Termontological framework


Termontology is a linguistic approach that aims at describing language within the context of a broader framework: that of human cognition. The theory develops formalisms and terminological methods to represent linguistic information in general and its connection to other levels of communication. It describes in particular the relation between language (the linguistic level) and meaning (the semantic level).
  • The linguistic level includes morphosyntactic information about lexical units, their synonyms, acronyms, style features and collocation framework. It also includes examples that clarify the use of each lexical unit in a specific sense.
  • The semantic level connects lexical units to an ontological dimension.
The linguistic level is particularly interesting for translators, interpreters and anyone interested in language production. The semantic level is specially relevant for knowledge engineers and other specialists in the area of semantics.

Lexical units and the lexicon

Lexical units can have one or more senses. A sense is a relatively stable set of semantic features describing a certain idea. The stability is relative because in reality features are constantly undergoing adaptation as usage change. For each sense a lexical unit can have different or similar morphosyntactic features. Each sense is linked to a semantic category or object at the semantic level.

A key element in the termontology lexicon is the collocational framework that describes how a lexical unit combines with other lexical units and what terminological preferences it shows.

Language and Semantics

Termontology establishes formal mechanisms by which lexical units from any language can be connected to a semantic description of the world.

The semantic level contains the objects and instances that languages "mean". The information at the semantic level can exist independently from any specific natural language, but it is always generated by convention within the interaction of one or more language communities. The semantic level constains relationships between objects and instances. It also contains attributes inherent to every item. 

In natural language processing, the semantic level can be used to help determine the actual sense in which a lexical unit is employed in a text. Collocational and other linguistic features from the linguistic level, on the other hand, can be used to expand information on the semantic level.

Figure 1. Linguistic-semantic model

Figure 1 shows an overview of some of the key elements of termontographic data with the example of records for the term “film” in English and Dutch.

Methods for termontographic work

Figure 2 shows the basic steps for building multilingual termontological databases. First of all, the domain is defined. Then, a domain-specific corpus for each language is created with representative texts. Seed terms representing key concepts get selected by examining existing categories, taxonomies and the structure of representative documents.
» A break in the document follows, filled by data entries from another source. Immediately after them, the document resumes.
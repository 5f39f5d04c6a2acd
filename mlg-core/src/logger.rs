//! Line-oriented event logging with independently removable sinks.
//!
//! An [`EventLogger`] is a handle to a table of sinks. Cloning the handle shares
//! the table, so a clone installed as the process-wide logger of the [`log`]
//! crate (see [`EventLogger::install`]) writes to the same sinks as the original.
//!
//! ```no_run
//! use log::{Level, LevelFilter};
//! use mlg_core::logger::{EventLogger, LineFormat};
//!
//! let logger = EventLogger::new();
//! let console = logger.add_stderr(LineFormat::default(), LevelFilter::Info);
//! let file = logger
//!     .add_file("run.log", LineFormat::parse("{level}: {message}"), LevelFilter::Debug)
//!     .unwrap();
//! logger.log(Level::Info, format_args!("goes to both sinks"));
//! logger.remove(console);
//! logger.log(Level::Debug, format_args!("goes to run.log only"));
//! logger.remove(file);
//! ```
mod format;
mod sink;

pub use format::{LineFormat, DEFAULT_FORMAT, TIME_FORMAT};
pub use sink::SinkTarget;

use crate::error::MlgError;
use log::{Level, LevelFilter, Log, Metadata, Record};
use sink::Sink;
use std::{
    fmt,
    path::Path,
    sync::{
        atomic::{AtomicBool, Ordering},
        Arc, Mutex, MutexGuard, PoisonError,
    },
};

static AUTOINIT_STDERR: AtomicBool = AtomicBool::new(true);

/// Enables or disables the stderr sink that every new run attaches.
///
/// The flag is process-wide. It is on by default. The standard error stream
/// always counts as attached, so this flag alone decides whether the sink is
/// added.
pub fn set_autoinit_stderr(enabled: bool) {
    AUTOINIT_STDERR.store(enabled, Ordering::SeqCst);
}

/// Whether new runs attach a stderr sink.
///
/// There is no separate check for a live stderr; it is always treated as live.
pub fn autoinit_stderr() -> bool {
    AUTOINIT_STDERR.load(Ordering::SeqCst)
}

/// Identifies a sink of an [`EventLogger`].
#[derive(Debug, Clone, Copy, PartialEq, Eq, Hash)]
pub struct SinkId(usize);

#[derive(Default)]
struct SinkTable {
    next_id: usize,
    sinks: Vec<(SinkId, Sink)>,
}

/// Dispatches log records to every registered sink.
#[derive(Clone, Default)]
pub struct EventLogger {
    table: Arc<Mutex<SinkTable>>,
}

impl EventLogger {
    /// Creates a logger without sinks.
    pub fn new() -> Self {
        Self::default()
    }

    fn table(&self) -> MutexGuard<'_, SinkTable> {
        self.table.lock().unwrap_or_else(PoisonError::into_inner)
    }

    fn register(&self, sink: Sink) -> SinkId {
        let mut table = self.table();
        let id = SinkId(table.next_id);
        table.next_id += 1;
        table.sinks.push((id, sink));
        id
    }

    /// Adds a sink writing to the standard error stream.
    pub fn add_stderr(&self, format: LineFormat, level: LevelFilter) -> SinkId {
        self.register(Sink::stderr(format, level))
    }

    /// Adds a sink appending to the file at `path`.
    ///
    /// The file is created if needed; its parent directory must exist.
    pub fn add_file(
        &self,
        path: impl AsRef<Path>,
        format: LineFormat,
        level: LevelFilter,
    ) -> Result<SinkId, MlgError> {
        let sink = Sink::file(path.as_ref(), format, level)?;
        Ok(self.register(sink))
    }

    /// Removes one sink. Returns `false` if it was already removed.
    pub fn remove(&self, id: SinkId) -> bool {
        let mut table = self.table();
        match table.sinks.iter().position(|(i, _)| *i == id) {
            Some(ix) => {
                let (_, sink) = table.sinks.remove(ix);
                sink.flush();
                true
            }
            None => false,
        }
    }

    /// Removes every sink and returns how many there were.
    pub fn remove_all(&self) -> usize {
        let sinks = std::mem::take(&mut self.table().sinks);
        for (_, sink) in sinks.iter() {
            sink.flush();
        }
        sinks.len()
    }

    /// Number of registered sinks.
    pub fn sink_count(&self) -> usize {
        self.table().sinks.len()
    }

    /// Targets and levels of the registered sinks, in registration order.
    pub fn sinks(&self) -> Vec<(SinkId, SinkTarget, LevelFilter)> {
        self.table()
            .sinks
            .iter()
            .map(|(id, sink)| (*id, sink.target().clone(), sink.level()))
            .collect()
    }

    /// Emits one event.
    pub fn log(&self, level: Level, args: fmt::Arguments) {
        Log::log(
            self,
            &Record::builder()
                .args(args)
                .level(level)
                .target("mlg")
                .build(),
        );
    }

    /// Registers a clone of this logger as the logger of the [`log`] crate.
    ///
    /// This can be done once per process.
    pub fn install(&self) -> Result<(), MlgError> {
        log::set_boxed_logger(Box::new(self.clone()))
            .map_err(|e| MlgError::GlobalLoggerError(e.to_string()))?;
        log::set_max_level(LevelFilter::Trace);
        Ok(())
    }
}

impl Log for EventLogger {
    fn enabled(&self, metadata: &Metadata) -> bool {
        self.table().sinks.iter().any(|(_, s)| s.enabled(metadata))
    }

    fn log(&self, record: &Record) {
        for (_, sink) in self.table().sinks.iter() {
            sink.log(record);
        }
    }

    fn flush(&self) {
        for (_, sink) in self.table().sinks.iter() {
            sink.flush();
        }
    }
}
All this can be used to establish the initial taxonomy. The Termonto Platform helps in automating some parts of these processes. The Termonto Platform, which contains several natural language processing modules, allows to generate relevant statistics and rules that allow to detect further seed terms, extract terms, suggest translations. A tool within the Termonto Platform, the Termonto Spider, uses term seeds to browse Wikipedia and extract new articles based on the existing Wikipedia categories, on the term interconnection and the Wikipedia translations, among other paramenters.

Figure 2. Modeling process

Users define semantic relations that are most relevant for the domain. Then they add linguistic rules that will support statistical approaches for term and relation extraction.
The Termonto Platform uses these rules and the statistics about general corpora and the domain corpora to produce candidates for terms, concepts and relations, which users validate. The data is delivered to the semantic parsers to be used as base for the ontological model.
The Termonto Platform also offers a module, Linsigna, that can provide natural language analysis and sense disambiguation to be used for an interface between humans and semantic processes.